Positional Encoding: From Sinusoids to YaRN

The Starting Point: Tokens, No Order

Your prompt becomes token IDs, each ID looks up a row in the embedding table, and you get the matrix X, one row per token. Crucially: that row is the same vector wherever the word appears. "the" at position 1 and "the" at position 5 are identical rows.

From Prompt to Matrix: Position Is Nowhere

"The cat sat on the mat" → token IDs → embedding rows. Note the two highlighted rows: both "the" tokens map to the identical vector. Nothing anywhere in X says which row is first, third, or last. X is just a bag of vectors stacked in storage order.

Why That's Fatal: Attention Is Order Blind

Attention compares every token with every other token via dot products, a set operation. Shuffle the input rows and the attention scores are the same numbers, just shuffled. The model literally cannot distinguish two sentences made of the same words.

Same Bag of Words → Same Attention

"dog bites man" vs "man bites dog": different meanings, same three vectors. The attention machinery receives identical inputs (up to shuffling) and produces identical outputs (up to the same shuffling). Without position information, word order, the backbone of meaning, is invisible.

The fix, in one sentence

Inject "where am I?" into the computation: either by adding position vectors to X (absolute), or by modifying the attention scores by distance (relative), or by rotating Q and K by position-dependent angles (RoPE). The whole history of positional encoding is variations on these three moves.

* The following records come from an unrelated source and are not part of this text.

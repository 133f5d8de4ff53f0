// Copyright (C) 2025 SyncMyOrders Sp. z o.o.
// SPDX-License-Identifier: AGPL-3.0-or-later
//! HTTP handlers for the consumer API.
//!
//! Synchronous endpoints (create/list/get/delete) are cluster pass-throughs
//! that propagate errors to the response. The command endpoints validate,
//! reply `202 Accepted`, and hand the real work to a detached task; errors
//! after the 202 surface only through the webhook.

use axum::Json;
use axum::extract::rejection::JsonRejection;
use axum::extract::{Path, Query, State};
use axum::http::StatusCode;
use axum::response::IntoResponse;
use chrono::{DateTime, Utc};
use serde::{Deserialize, Serialize};
use tracing::warn;

use crate::cluster::{PodId, PodSnapshot};
use crate::server::{ApiError, AppState};
use crate::webhook::WebhookConfig;

/// Request body for creating an agent.
#[derive(Debug, Deserialize)]
pub struct CreateAgentBody {
    /// The user the new agent belongs to.
    #[serde(default)]
    pub owner_id: String,
}

/// Request body for sending a message to an agent.
#[derive(Debug, Deserialize)]
pub struct SendMessageBody {
    /// Message content; required.
    #[serde(default)]
    pub content: String,
    /// Destination webhook URL; required.
    #[serde(default)]
    pub webhook_url: String,
    /// Optional HMAC signing secret.
    #[serde(default)]
    pub webhook_secret: String,
    /// Optional caller-supplied request id.
    #[serde(default)]
    pub request_id: Option<String>,
}

/// Request body for interrupting an agent.
#[derive(Debug, Deserialize)]
pub struct InterruptBody {
    /// Destination webhook URL; required.
    #[serde(default)]
    pub webhook_url: String,
    /// Optional HMAC signing secret.
    #[serde(default)]
    pub webhook_secret: String,
    /// Optional caller-supplied request id.
    #[serde(default)]
    pub request_id: Option<String>,
}

/// Acknowledgement for an accepted asynchronous command.
#[derive(Debug, Serialize)]
pub struct CommandAccepted {
    /// The request id events will carry.
    pub request_id: String,
    /// The target agent.
    pub agent_id: String,
    /// "processing" or "interrupting".
    pub status: &'static str,
}

/// Live agent status attached to responses when `refresh=true` succeeds.
#[derive(Debug, Serialize)]
pub struct AgentStatusView {
    /// Agent-side session identifier.
    pub session_id: String,
    /// Current execution state.
    pub state: String,
    /// Highest event ordinal emitted so far.
    pub latest_seq: u64,
    /// Model currently in use.
    pub current_model: String,
    /// Permission mode currently in use.
    pub permission_mode: String,
    /// Milliseconds since the agent process started.
    pub uptime_ms: i64,
}

/// Pod attributes exposed over the API.
#[derive(Debug, Serialize)]
pub struct AgentView {
    /// Agent identifier.
    pub agent_id: String,
    /// Owning user.
    pub user_id: String,
    /// Workload name.
    pub name: String,
    /// Observed pod phase.
    pub phase: String,
    /// Assigned pod IP, if any.
    pub pod_ip: Option<String>,
    /// Whether the pod satisfies the readiness predicate.
    pub ready: bool,
    /// When the pod was created.
    pub created_at: DateTime<Utc>,
    /// Live status, present only on refresh.
    #[serde(skip_serializing_if = "Option::is_none")]
    pub status: Option<AgentStatusView>,
}

impl AgentView {
    fn from_pod(pod: &PodSnapshot) -> Self {
        let pod_id = PodId::from_labels(&pod.labels);
        Self {
            agent_id: pod_id
                .as_ref()
                .map(|id| id.agent_id.clone())
                .unwrap_or_default(),
            user_id: pod_id
                .as_ref()
                .map(|id| id.user_id.clone())
                .unwrap_or_default(),
            name: pod.name.clone(),
            phase: pod.phase.as_str().to_string(),
            pod_ip: pod.pod_ip.clone(),
            ready: pod.is_ready(),
            created_at: pod.created_at,
            status: None,
        }
    }
}

/// Agent collection listing.
#[derive(Debug, Serialize)]
pub struct AgentList {
    /// The user's agents.
    pub agents: Vec<AgentView>,
    /// Number of agents returned.
    pub total: usize,
}

#[derive(Debug, Deserialize)]
pub(crate) struct UserQuery {
    user_id: Option<String>,
}

#[derive(Debug, Deserialize)]
pub(crate) struct GetQuery {
    user_id: Option<String>,
    #[serde(default)]
    refresh: Option<bool>,
}

#[derive(Debug, Deserialize)]
pub(crate) struct DeleteQuery {
    user_id: Option<String>,
    #[serde(default)]
    graceful: Option<bool>,
}

fn require_user_id(user_id: Option<String>) -> Result<String, ApiError> {
    user_id
        .filter(|id| !id.is_empty())
        .ok_or_else(|| ApiError::bad_request("user_id query param is required"))
}

/// POST /api/v1/agents
pub(crate) async fn create_agent(
    State(state): State<AppState>,
    body: Result<Json<CreateAgentBody>, JsonRejection>,
) -> Result<impl IntoResponse, ApiError> {
    let Json(body) = body.map_err(|_| ApiError::bad_request("invalid request body"))?;
    if body.owner_id.is_empty() {
        return Err(ApiError::bad_request("owner_id is required"));
    }

    let pod_id = state
        .processor
        .create_agent(&body.owner_id)
        .await
        .map_err(|error| {
            ApiError::from(error)
                .with_display_message("The agent could not be started. Please try again.")
        })?;

    let pod = state
        .processor
        .get_agent(&pod_id.user_id, &pod_id.agent_id)
        .await?;

    Ok((StatusCode::CREATED, Json(AgentView::from_pod(&pod))))
}

/// GET /api/v1/agents?user_id=…
pub(crate) async fn list_agents(
    State(state): State<AppState>,
    Query(query): Query<UserQuery>,
) -> Result<impl IntoResponse, ApiError> {
    let user_id = require_user_id(query.user_id)?;

    let pods = state.processor.list_agents(&user_id).await?;
    let agents: Vec<AgentView> = pods.iter().map(AgentView::from_pod).collect();

    Ok(Json(AgentList {
        total: agents.len(),
        agents,
    }))
}

/// GET /api/v1/agents/:id?user_id=…[&refresh=true]
pub(crate) async fn get_agent(
    State(state): State<AppState>,
    Path(agent_id): Path<String>,
    Query(query): Query<GetQuery>,
) -> Result<impl IntoResponse, ApiError> {
    let user_id = require_user_id(query.user_id)?;

    let pod = state.processor.get_agent(&user_id, &agent_id).await?;
    let mut view = AgentView::from_pod(&pod);

    // Best-effort enrichment; an unreachable agent is not an error here.
    if query.refresh.unwrap_or(false) && pod.is_ready() {
        match state.processor.get_status(&user_id, &agent_id).await {
            Ok(status) => {
                let state_label = forge_protocol::AgentState::try_from(status.state)
                    .map(forge_protocol::AgentState::label)
                    .unwrap_or("unknown");
                view.status = Some(AgentStatusView {
                    session_id: status.session_id,
                    state: state_label.to_string(),
                    latest_seq: status.latest_seq,
                    current_model: status.current_model,
                    permission_mode: status.permission_mode,
                    uptime_ms: status.uptime_ms,
                });
            }
            Err(error) => warn!(agent_id, %error, "status refresh failed"),
        }
    }

    Ok(Json(view))
}

/// DELETE /api/v1/agents/:id?user_id=…[&graceful=true]
pub(crate) async fn delete_agent(
    State(state): State<AppState>,
    Path(agent_id): Path<String>,
    Query(query): Query<DeleteQuery>,
) -> Result<impl IntoResponse, ApiError> {
    let user_id = require_user_id(query.user_id)?;

    state
        .processor
        .delete_agent(&user_id, &agent_id, query.graceful.unwrap_or(false))
        .await?;

    Ok(StatusCode::NO_CONTENT)
}

/// POST /api/v1/agents/:id/messages?user_id=…
pub(crate) async fn send_message(
    State(state): State<AppState>,
    Path(agent_id): Path<String>,
    Query(query): Query<UserQuery>,
    body: Result<Json<SendMessageBody>, JsonRejection>,
) -> Result<impl IntoResponse, ApiError> {
    let user_id = require_user_id(query.user_id)?;
    let Json(body) = body.map_err(|_| ApiError::bad_request("invalid request body"))?;

    if body.content.is_empty() {
        return Err(ApiError::bad_request("content is required"));
    }
    if body.webhook_url.is_empty() {
        return Err(ApiError::bad_request("webhook_url is required"));
    }

    let request_id = effective_request_id(body.request_id);
    let webhook_cfg = WebhookConfig {
        url: body.webhook_url,
        secret: body.webhook_secret,
    };

    // Detached: the work must outlive this request's future.
    let processor = state.processor.clone();
    let task_ids = (user_id, agent_id.clone(), request_id.clone());
    tokio::spawn(async move {
        let (user_id, agent_id, request_id) = task_ids;
        if let Err(error) = processor
            .send_message_with_webhook(&user_id, &agent_id, &request_id, &body.content, webhook_cfg)
            .await
        {
            warn!(agent_id, request_id, %error, "message processing failed");
        }
    });

    Ok((
        StatusCode::ACCEPTED,
        Json(CommandAccepted {
            request_id,
            agent_id,
            status: "processing",
        }),
    ))
}

/// POST /api/v1/agents/:id/interrupt?user_id=…
pub(crate) async fn interrupt(
    State(state): State<AppState>,
    Path(agent_id): Path<String>,
    Query(query): Query<UserQuery>,
    body: Result<Json<InterruptBody>, JsonRejection>,
) -> Result<impl IntoResponse, ApiError> {
    let user_id = require_user_id(query.user_id)?;
    let Json(body) = body.map_err(|_| ApiError::bad_request("invalid request body"))?;

    if body.webhook_url.is_empty() {
        return Err(ApiError::bad_request("webhook_url is required"));
    }

    let request_id = effective_request_id(body.request_id);
    let webhook_cfg = WebhookConfig {
        url: body.webhook_url,
        secret: body.webhook_secret,
    };

    let processor = state.processor.clone();
    let task_ids = (user_id, agent_id.clone(), request_id.clone());
    tokio::spawn(async move {
        let (user_id, agent_id, request_id) = task_ids;
        if let Err(error) = processor
            .interrupt_with_webhook(&user_id, &agent_id, &request_id, webhook_cfg)
            .await
        {
            warn!(agent_id, request_id, %error, "interrupt processing failed");
        }
    });

    Ok((
        StatusCode::ACCEPTED,
        Json(CommandAccepted {
            request_id,
            agent_id,
            status: "interrupting",
        }),
    ))
}

/// GET /healthz
pub(crate) async fn healthz() -> impl IntoResponse {
    Json(serde_json::json!({"status": "ok"}))
}

/// GET /readyz
pub(crate) async fn readyz(State(state): State<AppState>) -> Result<impl IntoResponse, ApiError> {
    state
        .store
        .health_check()
        .await
        .map_err(|error| ApiError::service_unavailable(format!("database unreachable: {}", error)))?;

    Ok(Json(serde_json::json!({"status": "ready"})))
}

fn effective_request_id(supplied: Option<String>) -> String {
    supplied
        .filter(|id| !id.is_empty())
        .unwrap_or_else(generate_request_id)
}

fn generate_request_id() -> String {
    format!("req_{}", hex::encode(rand::random::<[u8; 8]>()))
}

#[cfg(test)]
mod tests {
    use super::*;

    #[test]
    fn test_generate_request_id_shape() {
        let id = generate_request_id();
        assert_eq!(id.len(), "req_".len() + 16);
        assert!(id.starts_with("req_"));
        assert!(id[4..].chars().all(|c| c.is_ascii_hexdigit()));
    }

    #[test]
    fn test_effective_request_id_prefers_supplied() {
        assert_eq!(
            effective_request_id(Some("req_custom".to_string())),
            "req_custom"
        );
        assert!(effective_request_id(Some(String::new())).starts_with("req_"));
        assert!(effective_request_id(None).starts_with("req_"));
    }
}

BUT WAIT A causal mask already lets token t see exactly the words before it. Isn't that order? Why can't we just generate autoregressively without any positional encoding? ▶

A natural objection, and it is half right. That is exactly why it is worth pulling apart. The causal mask does two very different things, and only one of them is about order.

✓ What the mask DOES give you. It breaks the symmetry between rows. Token 0 attends over 1 token, token 3 attends over 4 tokens. Rows are no longer interchangeable, because each row's softmax averages over a different number of values. That is a real positional signal, a weak counting signal: "how many came before me." Researchers have shown deep causal models can squeeze surprising mileage out of just this, as the footnote below explains.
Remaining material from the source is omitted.